A ready-to-run setup of michaelnny/deep_rl_zoo for experimenting with deep RL algorithms on Atari games (PPO, DQN, Rainbow, IQN, R2D2, NGU, Agent57, and more).

Attribution. All code under deep_rl_zoo/ and unit_tests/ is the original work of Michael Hu (michaelnny), released under Apache License 2.0. This repository is a sandbox derivative — it adds a uv-based setup script, a relaxed requirements pin set that builds on modern macOS (Apple Silicon), a FastAPI sidecar with a CRT-aesthetic research console, a CI workflow, and a small set of corrections (one bundled checkpoint with an obsolete architecture removed). The upstream README is preserved as UPSTREAM_README.md. See the LICENSE file for details.

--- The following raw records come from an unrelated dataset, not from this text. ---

//! Cache-fronted resolution of soft refs

use crate::cell::Cell;
use crate::codec;
use crate::config::Config;
use crate::error::{Error, Result};
use crate::model::Hash;
use crate::refs::Ref;
use crate::store::Store;
use lru::LruCache;
use parking_lot::Mutex;
use std::num::NonZeroUsize;
use std::sync::atomic::{AtomicU64, Ordering};
use std::sync::Arc;
use tracing::{debug, trace, warn};

/// Hit and miss counters for a [`Loader`]
#[derive(Clone, Copy, Debug, Default, PartialEq, Eq)]
pub struct CacheStats {
    pub hits: u64,
    pub misses: u64,
}

/// Resolves hashes to cells: bounded LRU cache first, then the store
///
/// Shared behind an `Arc`; every soft ref created by this loader holds a
/// clone of that `Arc`.
pub struct Loader {
    store: Arc<dyn Store>,
    cache: Mutex<LruCache<Hash, Arc<Cell>>>,
    hits: AtomicU64,
    misses: AtomicU64,
}

impl Loader {
    /// Create a loader caching up to `capacity` cells
    pub fn new(store: Arc<dyn Store>, capacity: usize) -> Result<Arc<Self>> {
        let cap = NonZeroUsize::new(capacity)
            .ok_or_else(|| Error::Config("cache capacity must be > 0".into()))?;
        Ok(Arc::new(Loader {
            store,
            cache: Mutex::new(LruCache::new(cap)),
            hits: AtomicU64::new(0),
            misses: AtomicU64::new(0),
        }))
    }

    pub fn with_config(store: Arc<dyn Store>, config: &Config) -> Result<Arc<Self>> {
        config.validate()?;
        Self::new(store, config.cache_capacity)
    }

    pub fn store(&self) -> &Arc<dyn Store> {
        &self.store
    }

    /// Soft ref to `hash` resolved through this loader
    pub fn soft_ref(self: &Arc<Self>, hash: Hash) -> Ref {
        Ref::soft(hash, self.clone())
    }

    /// Resolve `hash`, consulting the store at most once per cache miss
    pub fn load(self: &Arc<Self>, hash: &Hash) -> Result<Arc<Cell>> {
        if let Some(cell) = self.cache.lock().get(hash).cloned() {
            self.hits.fetch_add(1, Ordering::Relaxed);
            trace!(hash = %hash.short(), "cache hit");
            return Ok(cell);
        }
        self.misses.fetch_add(1, Ordering::Relaxed);
        debug!(hash = %hash.short(), "cache miss; fetching from store");

        let found = self
            .store
            .ref_for_hash(hash, self)?
            .ok_or(Error::MissingData(*hash))?;
        let cell = found
            .direct_value()
            .cloned()
            .ok_or_else(|| Error::Corruption(format!("store returned unresolved ref for {}", hash)))?;

        let actual = cell.hash();
        if actual != *hash {
            warn!(expected = %hash.short(), actual = %actual.short(), "hash mismatch from store");
            return Err(Error::Corruption(format!(
                "requested {}, store returned {}",
                hash, actual
            )));
        }

        self.cache.lock().put(*hash, cell.clone());
        Ok(cell)
    }

    /// Resolve a hash read from a `REF` marker inside a parent
    ///
    /// An embeddable cell is always inlined in canonical form, so a marker
    /// pointing at one means the parent encoding was not canonical.
    pub fn load_child(self: &Arc<Self>, hash: &Hash) -> Result<Arc<Cell>> {
        let cell = self.load(hash)?;
        if cell.is_embedded() {
            warn!(hash = %hash.short(), "embeddable cell referenced by hash");
            return Err(Error::format(format!(
                "child {} is embeddable but was referenced by hash",
                hash
            )));
        }
        Ok(cell)
    }

    /// Cached cell for `hash`, without touching the store
    pub fn cached(&self, hash: &Hash) -> Option<Arc<Cell>> {
        self.cache.lock().peek(hash).cloned()
    }

    /// Put an already-resolved cell in the cache
    pub fn prime(&self, cell: &Arc<Cell>) {
        self.cache.lock().put(cell.hash(), cell.clone());
    }

    /// Decode bytes with non-embedded children bound to this loader
    pub fn decode(self: &Arc<Self>, bytes: &[u8]) -> Result<Arc<Cell>> {
        codec::decode_with(bytes, self)
    }

    pub fn cache_len(&self) -> usize {
        self.cache.lock().len()
    }

    pub fn clear_cache(&self) {
        self.cache.lock().clear();
    }

    pub fn stats(&self) -> CacheStats {
        CacheStats {
            hits: self.hits.load(Ordering::Relaxed),
            misses: self.misses.load(Ordering::Relaxed),
        }
    }
}
//! Map and set values built on the radix trie

mod map;
mod set;

pub use map::RadixMap;
pub use set::RadixSet;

Two ways to use this repo:

  • Run the live console./start.sh, open the browser, click ▶ to watch real agents play, ▶ TRAIN 5K to spawn training, ▶ COMPARE to run parallel evals, ▶ REPLAY for self-play MP4s. See §2.
  • Drive deep_rl_zoo from the CLIpython -m deep_rl_zoo.<algo>.run_atari for training, python -m deep_rl_zoo.<algo>.eval_agent for evals. See §3 and §4.

⚠️ About "play all 57 Atari games out of the box"

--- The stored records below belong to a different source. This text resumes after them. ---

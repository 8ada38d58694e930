//! Immutable content-addressed cells
//!
//! A [`Cell`] owns one [`Value`] and lazily memoises three derived facts:
//! its canonical encoding, its hash and whether it is embedded. Each is
//! computed at most once and never changes afterwards, so cells can be
//! shared freely across threads behind an `Arc`.

mod intern;
mod value;

pub use intern::{intern, SymbolTable};
pub use value::Value;

use crate::codec::{
    CANONICAL_NAN_BITS, MAX_BLOB_LENGTH, MAX_EMBEDDED_LENGTH, MAX_FIELDS, MAX_SYMBOL_LENGTH,
};
use crate::error::{Error, Result};
use crate::model::Hash;
use crate::refs::Ref;
use crate::trie::TrieNode;
use bytes::Bytes;
use std::fmt;
use std::sync::{Arc, OnceLock};

/// Anything with a canonical byte encoding
pub trait Encodable {
    /// Append the canonical encoding to `out`
    fn write_encoding(&self, out: &mut Vec<u8>);

    fn to_encoding(&self) -> Vec<u8> {
        let mut out = Vec::new();
        self.write_encoding(&mut out);
        out
    }
}

/// Anything that holds refs to child cells
pub trait RefContainer {
    /// Child refs in encoding order
    fn child_refs(&self) -> Vec<&Ref>;

    fn ref_count(&self) -> usize {
        self.child_refs().len()
    }
}

/// Anything identified by a content hash
pub trait Hashable {
    fn content_hash(&self) -> Hash;
}

/// An immutable value plus its memoised encoding, hash and embedding flag
pub struct Cell {
    value: Value,
    encoding: OnceLock<Bytes>,
    hash: OnceLock<Hash>,
    embedded: OnceLock<bool>,
}

impl Cell {
    /// Wrap a value that already satisfies the format limits
    pub(crate) fn new(value: Value) -> Self {
        Cell {
            value,
            encoding: OnceLock::new(),
            hash: OnceLock::new(),
            embedded: OnceLock::new(),
        }
    }

    pub fn value(&self) -> &Value {
        &self.value
    }

    pub fn tag(&self) -> u8 {
        self.value.tag()
    }

    /// Canonical encoding, computed on first use
    pub fn encoding(&self) -> &Bytes {
        self.encoding
            .get_or_init(|| Bytes::from(self.value.to_encoding()))
    }

    pub fn encoding_length(&self) -> usize {
        self.encoding().len()
    }

    /// BLAKE3 hash of the encoding, computed on first use
    pub fn hash(&self) -> Hash {
        *self.hash.get_or_init(|| Hash::digest(self.encoding()))
    }

    /// The hash if it has already been computed
    pub fn cached_hash(&self) -> Option<Hash> {
        self.hash.get().copied()
    }

    /// True when the encoding is short enough to inline and every child
    /// ref is itself embedded. Evaluated once per cell.
    pub fn is_embedded(&self) -> bool {
        *self.embedded.get_or_init(|| {
            self.value.child_refs().iter().all(|r| r.is_embedded())
                && self.encoding().len() <= MAX_EMBEDDED_LENGTH
        })
    }

    /// Trie node, if this is a map or set cell
    pub fn trie_node(&self) -> Option<&TrieNode> {
        match &self.value {
            Value::Map(node) | Value::Set(node) => Some(node),
            _ => None,
        }
    }

    pub fn as_integer(&self) -> Option<i64> {
        match self.value {
            Value::Integer(i) => Some(i),
            _ => None,
        }
    }

    pub fn as_bool(&self) -> Option<bool> {
        match self.value {
            Value::Bool(b) => Some(b),
            _ => None,
        }
    }

    pub fn as_str(&self) -> Option<&str> {
        match &self.value {
            Value::String(s) => Some(s),
            Value::Symbol(s) | Value::Keyword(s) => Some(s),
            _ => None,
        }
    }

    pub fn as_blob(&self) -> Option<&Bytes> {
        match &self.value {
            Value::Blob(b) => Some(b),
            _ => None,
        }
    }

    /// Direct ref to this cell
    pub fn to_ref(self: &Arc<Self>) -> Ref {
        Ref::direct(self.clone())
    }

    pub fn ptr_eq(a: &Arc<Cell>, b: &Arc<Cell>) -> bool {
        Arc::ptr_eq(a, b)
    }

    // === Constructors ===

    pub fn nil() -> Arc<Cell> {
        Arc::new(Cell::new(Value::Nil))
    }

    pub fn boolean(b: bool) -> Arc<Cell> {
        Arc::new(Cell::new(Value::Bool(b)))
    }

    pub fn integer(i: i64) -> Arc<Cell> {
        Arc::new(Cell::new(Value::Integer(i)))
    }

    /// Any NaN is stored as the canonical NaN
    pub fn double(d: f64) -> Arc<Cell> {
        let d = if d.is_nan() {
            f64::from_bits(CANONICAL_NAN_BITS)
        } else {
            d
        };
        Arc::new(Cell::new(Value::Double(d)))
    }

    pub fn string(s: impl Into<String>) -> Result<Arc<Cell>> {
        let s = s.into();
        check_len("string", s.len(), MAX_BLOB_LENGTH)?;
        Ok(Arc::new(Cell::new(Value::String(s))))
    }

    pub fn blob(data: impl Into<Bytes>) -> Result<Arc<Cell>> {
        let data = data.into();
        check_len("blob", data.len(), MAX_BLOB_LENGTH)?;
        Ok(Arc::new(Cell::new(Value::Blob(data))))
    }

    /// Interned symbol
    pub fn symbol(name: &str) -> Result<Arc<Cell>> {
        check_name(name)?;
        Ok(Arc::new(Cell::new(Value::Symbol(intern(name)))))
    }

    /// Interned keyword
    pub fn keyword(name: &str) -> Result<Arc<Cell>> {
        check_name(name)?;
        Ok(Arc::new(Cell::new(Value::Keyword(intern(name)))))
    }

    /// Vector of up to 16 refs. Soft refs to embeddable cells are
    /// resolved and inlined.
    pub fn vector(items: Vec<Ref>) -> Result<Arc<Cell>> {
        check_len("vector", items.len(), MAX_FIELDS)?;
        let items = canonical_refs(items)?;
        Ok(Arc::new(Cell::new(Value::Vector(items))))
    }

    /// Record of `kind` (0..=15) with up to 16 fields
    pub fn record(kind: u8, fields: Vec<Ref>) -> Result<Arc<Cell>> {
        check_nibble("record kind", kind)?;
        check_len("record", fields.len(), MAX_FIELDS)?;
        let fields = canonical_refs(fields)?;
        Ok(Arc::new(Cell::new(Value::Record { kind, fields })))
    }

    /// Code cell for `opcode` (0..=15) with up to 16 operands
    pub fn code(opcode: u8, operands: Vec<Ref>) -> Result<Arc<Cell>> {
        check_nibble("opcode", opcode)?;
        check_len("code", operands.len(), MAX_FIELDS)?;
        let operands = canonical_refs(operands)?;
        Ok(Arc::new(Cell::new(Value::Code { opcode, operands })))
    }

    pub fn extension(kind: u8, value: u64) -> Result<Arc<Cell>> {
        check_nibble("extension kind", kind)?;
        Ok(Arc::new(Cell::new(Value::Extension { kind, value })))
    }
}

impl RefContainer for Cell {
    fn child_refs(&self) -> Vec<&Ref> {
        self.value.child_refs()
    }
}

impl Hashable for Cell {
    fn content_hash(&self) -> Hash {
        self.hash()
    }
}

/// Content equality: same encoding means same value
impl PartialEq for Cell {
    fn eq(&self, other: &Self) -> bool {
        if std::ptr::eq(self, other) {
            return true;
        }
        if let (Some(a), Some(b)) = (self.cached_hash(), other.cached_hash()) {
            return a == b;
        }
        self.encoding() == other.encoding()
    }
}

impl Eq for Cell {}

impl fmt::Debug for Cell {
    fn fmt(&self, f: &mut fmt::Formatter<'_>) -> fmt::Result {
        f.debug_struct("Cell")
            .field("tag", &format_args!("{:#04x}", self.tag()))
            .field("value", &self.value)
            .finish()
    }
}

// === Internal helpers ===

fn check_len(what: &str, len: usize, max: usize) -> Result<()> {
    if len > max {
        return Err(Error::invalid(format!(
            "{} length {} exceeds limit {}",
            what, len, max
        )));
    }
    Ok(())
}

fn check_nibble(what: &str, v: u8) -> Result<()> {
    if v > 0x0F {
        return Err(Error::invalid(format!("{} {} out of range 0..=15", what, v)));
    }
    Ok(())
}

fn canonical_refs(refs: Vec<Ref>) -> Result<Vec<Ref>> {
    refs.iter().map(Ref::canonical).collect()
}

fn check_name(name: &str) -> Result<()> {
    if name.is_empty() {
        return Err(Error::invalid("empty symbol name"));
    }
    check_len("symbol", name.len(), MAX_SYMBOL_LENGTH)
}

deep_rl_zoo is research / educational code. Upstream ships 5 pre-trained checkpoints; in this sandbox we kept 4 (Pong × 3, MontezumaRevenge × 1) — the bundled PPO_Breakout_0.ckpt was removed because its network architecture predates upstream commit cd860e8 ("major update with breaking changes", June 2023) and no longer loads on current code (Missing key(s) in state_dict: policy_head.0.weight, ...).

The upstream author explicitly notes agents were "only tested on Atari Pong or Breakout, and we stop training once the agent has made some progress." That shows in the bundled weights: see the eval scores in §3. There is no community model zoo for deep_rl_zoo that gives you trained Agent57/R2D2/NGU agents on all 57 games. To get more checkpoints you train them here yourself. See §7 for external sources of pre-trained Atari agents (different ecosystem, different setup).

1. Setup (one command)

./setup.sh

What this does:

  • Installs snappy and ffmpeg via Homebrew if missing.
  • Creates a Python 3.10 venv in .venv/ with uv — native arm64 on Apple Silicon (uv downloads cpython-3.10-macos-aarch64 rather than reusing the brew x86_64 build, which would run under Rosetta and be ~2× slower).
  • Installs PyTorch 2.2+, gym 0.25.2 (with [box2d] extra so LunarLander works), ALE-py 0.7.5, AutoROM, python-snappy, FastAPI + uvicorn + tbparse (for the research console), and pytest + httpx (for tests).
  • Downloads the 109 Atari 2600 ROMs via AutoROM (license auto-accepted).
  • Runs a smoke test that creates a Pong env and prints the obs shape.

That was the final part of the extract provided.